Restate, word for word, the lines from the opening line of the data through the line containing "mod common;", both included, and nothing else.

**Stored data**
=====
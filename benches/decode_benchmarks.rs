//! Benchmarks for overlay decoding, stream processing and analysis.
//!
//! Run with: cargo bench
//!
//! The end-to-end benchmark encodes a synthetic capture first.

#[path = "../tests/common/mod.rs"]
mod common;

use std::time::Duration;

use criterion::{BenchmarkId, Criterion};
use common::{BASE_TICKS, Capture, FRAME_TICKS};
use framestamp::{
    AnalysisOptions, CaptureMetadata, DecodedStream, FfmpegLogLevel, FrameRecord,
    FrameStreamProcessor, OutputOptions, OverlayDecoder, OverlayOrigin, analyze, analyze_video,
    render_overlay, set_ffmpeg_log_level, stamp_overlay,
};
use image::RgbImage;

fn benchmark_overlay_decode(criterion: &mut Criterion) {
    let decoder = OverlayDecoder::new(OverlayOrigin::default());
    let clean = render_overlay(BASE_TICKS, 0, 255);
    let dim = render_overlay(BASE_TICKS, 100, 112);
    let uniform = RgbImage::new(128, 3);

    let mut group = criterion.benchmark_group("overlay decode");
    group.bench_function("high contrast", |bencher| {
        bencher.iter(|| decoder.decode(&clean));
    });
    group.bench_function("low contrast", |bencher| {
        bencher.iter(|| decoder.decode(&dim));
    });
    group.bench_function("ambiguous", |bencher| {
        bencher.iter(|| decoder.decode(&uniform));
    });
    group.finish();
}

fn benchmark_stream_processing(criterion: &mut Criterion) {
    let mut group = criterion.benchmark_group("stream processing");
    group.sample_size(30);

    for &(width, height) in &[(320_u32, 240_u32), (1920, 1080)] {
        let frames: Vec<RgbImage> = (0..60)
            .map(|k| {
                let mut frame = RgbImage::new(width, height);
                if k % 10 != 0 {
                    let _ = stamp_overlay(
                        &mut frame,
                        OverlayOrigin::default(),
                        BASE_TICKS + k * FRAME_TICKS,
                    );
                }
                frame
            })
            .collect();
        let options = AnalysisOptions::new();

        group.bench_with_input(
            BenchmarkId::new("60 frames", format!("{width}x{height}")),
            &frames,
            |bencher, frames| {
                bencher.iter(|| {
                    FrameStreamProcessor::new(&options)
                        .process(frames.iter().cloned().map(Ok))
                        .map(|stream| stream.records.len())
                });
            },
        );
    }
    group.finish();
}

fn benchmark_analysis(criterion: &mut Criterion) {
    let metadata = CaptureMetadata::new(1000.0, 1600.0, 18_001, 0);
    let records: Vec<FrameRecord> = (0..18_000_u64)
        .map(|index| FrameRecord {
            index,
            epoch_ms: 1_000_000.0
                + index as f64 * 33.3
                + if index % 500 == 0 { 90.0 } else { 0.0 },
        })
        .collect();

    criterion.bench_function("analyze 18000 timestamps", |bencher| {
        bencher.iter(|| {
            let stream = DecodedStream {
                records: records.clone(),
                frames_read: records.len() as u64,
                ..DecodedStream::default()
            };
            analyze(stream, &metadata)
        });
    });
}

fn benchmark_end_to_end(criterion: &mut Criterion) {
    set_ffmpeg_log_level(FfmpegLogLevel::Error);

    let output = tempfile::tempdir().expect("Failed to create temp dir");
    let capture = Capture {
        width: 640,
        height: 360,
        frames: 300,
        blank: (0..300).step_by(50).collect(),
        ..Capture::default()
    };
    let pair = capture.write_pair(output.path().join("stamped"));
    let options = AnalysisOptions::new().with_output(
        OutputOptions::new(output.path())
            .with_charts(false)
            .with_miss_images(false),
    );

    let mut group = criterion.benchmark_group("end to end");
    group.sample_size(10);
    group.measurement_time(Duration::from_secs(15));
    group.bench_function("analyze 300 frames at 640x360", |bencher| {
        bencher.iter(|| {
            analyze_video(&pair, &options).map(|analysis| analysis.result.outliers.len())
        });
    });
    group.finish();
}

criterion::criterion_group!(
    benches,
    benchmark_overlay_decode,
    benchmark_stream_processing,
    benchmark_analysis,
    benchmark_end_to_end,
);
criterion::criterion_main!(benches);
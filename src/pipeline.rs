//! Per-video orchestration.
//!
//! A capture is a pair of files sharing a base name: `<base>.mp4` holding the
//! stamped video and `<base>.json` holding the recorder's metadata.
//! [`analyze_video`] runs the whole chain for one pair. It loads the
//! metadata, decodes every frame, analyses the timestamps and writes the lag
//! log, the charts and the miss images. [`analyze_batch`] does the same for
//! many pairs, logging and skipping the ones that abort.

use std::fs;
use std::path::{Path, PathBuf};

use crate::analysis::{AnalysisResult, analyze};
use crate::chart::write_charts;
use crate::configuration::AnalysisOptions;
use crate::diagnostics::PngMissWriter;
use crate::error::FramestampError;
use crate::metadata::{CaptureMetadata, VideoMetadata};
use crate::processor::{CapturedFrame, FrameStreamProcessor};
use crate::report::LagReport;
use crate::source::VideoSource;

/// A video and its capture metadata.
#[derive(Debug, Clone, PartialEq, Eq)]
pub struct VideoPair {
    /// Shared file stem, used to name every output.
    pub base: String,
    /// The `.mp4` file.
    pub video: PathBuf,
    /// The `.json` file.
    pub metadata: PathBuf,
}

impl VideoPair {
    /// Pair `<base>.mp4` with `<base>.json`. Neither file has to exist yet.
    pub fn from_base<P: AsRef<Path>>(base: P) -> Self {
        let base = base.as_ref();
        let name = base
            .file_name()
            .map(|name| name.to_string_lossy().into_owned())
            .unwrap_or_default();
        let mut video = base.as_os_str().to_os_string();
        video.push(".mp4");
        let mut metadata = base.as_os_str().to_os_string();
        metadata.push(".json");
        Self {
            base: name,
            video: PathBuf::from(video),
            metadata: PathBuf::from(metadata),
        }
    }

    /// Both files are present.
    pub fn exists(&self) -> bool {
        self.video.is_file() && self.metadata.is_file()
    }
}

/// List every `*.mp4` in `directory` that has a sibling `.json`, sorted by
/// path. Videos without metadata are logged and skipped.
///
/// # Errors
///
/// Returns [`FramestampError::IoError`] if the directory cannot be listed.
pub fn find_pairs_in_directory<P: AsRef<Path>>(
    directory: P,
) -> Result<Vec<VideoPair>, FramestampError> {
    let mut videos = Vec::new();
    for entry in fs::read_dir(directory.as_ref())? {
        let path = entry?.path();
        let is_mp4 = path
            .extension()
            .is_some_and(|extension| extension == "mp4");
        if is_mp4 && path.is_file() {
            videos.push(path);
        }
    }
    videos.sort();

    let pairs = videos
        .into_iter()
        .filter_map(|video| {
            let pair = VideoPair::from_base(video.with_extension(""));
            if pair.metadata.is_file() {
                Some(pair)
            } else {
                log::warn!("No JSON found for '{}', skipping.", video.display());
                None
            }
        })
        .collect();
    Ok(pairs)
}

/// Everything produced for one video.
#[derive(Debug, Clone)]
pub struct VideoAnalysis {
    /// The analysed pair.
    pub pair: VideoPair,
    /// What the container reports about the video.
    pub video_metadata: VideoMetadata,
    /// The capture metadata, possibly invalid.
    pub capture_metadata: CaptureMetadata,
    /// The analysis.
    pub result: AnalysisResult,
    /// The first valid frames, when capture was requested.
    pub captured: Vec<CapturedFrame>,
    /// Path of the written lag log.
    pub lag_log: PathBuf,
    /// Paths of the written charts.
    pub charts: Vec<PathBuf>,
    /// Number of miss images written.
    pub miss_images: u64,
}

/// Analyse one video and write its outputs.
///
/// # Errors
///
/// Aborts the video, with no partial outputs beyond miss images already
/// written, when:
///
/// - the metadata file cannot be read ([`FramestampError::MetadataUnreadable`]);
/// - the video cannot be opened or read ([`FramestampError::SourceUnreadable`]);
/// - no overlay decodes ([`FramestampError::EmptyResult`]);
/// - an output cannot be written.
pub fn analyze_video(
    pair: &VideoPair,
    options: &AnalysisOptions,
) -> Result<VideoAnalysis, FramestampError> {
    let base = pair.base.as_str();
    let output_directory = options.output().directory_for(&pair.video);
    if !output_directory.as_os_str().is_empty() {
        fs::create_dir_all(&output_directory)?;
    }
    let prefix = output_directory.join(base);

    let capture_metadata = CaptureMetadata::load(&pair.metadata)?;
    match (&capture_metadata.issue, capture_metadata.valid) {
        (Some(issue), false) => log::warn!(
            "[{base}] Metadata invalid ({issue}); skipping start/stop and outlier checks."
        ),
        _ => log_metadata(base, &capture_metadata),
    }

    let mut source = VideoSource::open(&pair.video)?;
    let video_metadata = source.metadata().clone();
    let frames = source
        .frames()
        .map_err(|error| FramestampError::SourceUnreadable {
            path: pair.video.clone(),
            reason: error.to_string(),
        })?;

    let mut miss_writer = PngMissWriter::new(&prefix);
    let processor = FrameStreamProcessor::new(options)
        .with_source(&pair.video)
        .with_tz_offset(capture_metadata.tz_offset_minutes)
        .with_expected_frames(
            capture_metadata
                .expected_frames()
                .or(Some(video_metadata.frame_count).filter(|&count| count > 0)),
        );
    let processor = if options.output().miss_images {
        processor.with_diagnostic_sink(&mut miss_writer)
    } else {
        processor
    };

    let mut stream = match processor.process(frames) {
        Ok(stream) => stream,
        Err(FramestampError::EmptyResult { frames_read }) => {
            log::warn!("[{base}] No valid frame timestamps decoded; skipping.");
            return Err(FramestampError::EmptyResult { frames_read });
        }
        Err(error) => return Err(error),
    };
    drop(source);

    let captured = std::mem::take(&mut stream.captured);
    let result = analyze(stream, &capture_metadata);
    log::info!(
        "[{base}] {} frames read, {} valid, {} misses, {} outliers",
        result.total_frames,
        result.valid_frames(),
        result.misses.len(),
        result.outliers.len()
    );

    let lag_log = LagReport::new(&result).write(&prefix)?;
    log::info!("[{base}] Wrote lag/offset log: '{}'", lag_log.display());

    let charts = if options.output().charts {
        write_charts(&result, &prefix)?
    } else {
        Vec::new()
    };

    Ok(VideoAnalysis {
        pair: pair.clone(),
        video_metadata,
        capture_metadata,
        result,
        captured,
        lag_log,
        charts,
        miss_images: miss_writer.written(),
    })
}

fn log_metadata(base: &str, metadata: &CaptureMetadata) {
    let (Some(start), Some(stop), Some(interval)) = (
        metadata.start_ts_ms(),
        metadata.stop_ts_ms(),
        metadata.nominal_interval_ms(),
    ) else {
        return;
    };
    log::info!(
        "[{base}] Metadata startTs={start:.3} ms, stopTs={stop:.3} ms, numFrames={}, \
         nominal_interval_ms={interval:.3}, threshold_ms={:.3}, tzOffset={} min",
        metadata.num_frames,
        2.0 * interval,
        metadata.tz_offset_minutes
    );
}

/// Outcome of one video in a batch.
#[derive(Debug)]
pub struct BatchEntry {
    /// The pair that was analysed.
    pub pair: VideoPair,
    /// Its analysis, or why it aborted.
    pub outcome: Result<VideoAnalysis, FramestampError>,
}

/// Analyse `pairs` one after another. An aborted video is logged and does
/// not stop the batch.
pub fn analyze_batch(pairs: &[VideoPair], options: &AnalysisOptions) -> Vec<BatchEntry> {
    pairs
        .iter()
        .map(|pair| run_entry(pair, options))
        .collect()
}

/// Analyse `pairs` on the rayon thread pool, one independent pipeline per
/// video. Results keep the order of `pairs`.
#[cfg(feature = "rayon")]
pub fn analyze_batch_parallel(pairs: &[VideoPair], options: &AnalysisOptions) -> Vec<BatchEntry> {
    use rayon::iter::{IntoParallelRefIterator, ParallelIterator};

    pairs
        .par_iter()
        .map(|pair| run_entry(pair, options))
        .collect()
}

fn run_entry(pair: &VideoPair, options: &AnalysisOptions) -> BatchEntry {
    let outcome = analyze_video(pair, options);
    if let Err(error) = &outcome {
        log::error!("[{}] Analysis aborted: {error}", pair.base);
    }
    BatchEntry {
        pair: pair.clone(),
        outcome,
    }
}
=====
**FINISHED TASK**
filename benches/decode_benchmarks.rs
//! Benchmarks for overlay decoding, stream processing and analysis.
//!
//! Run with: cargo bench
//!
//! The end-to-end benchmark encodes a synthetic capture first.

#[path = "../tests/common/mod.rs"]
mod common;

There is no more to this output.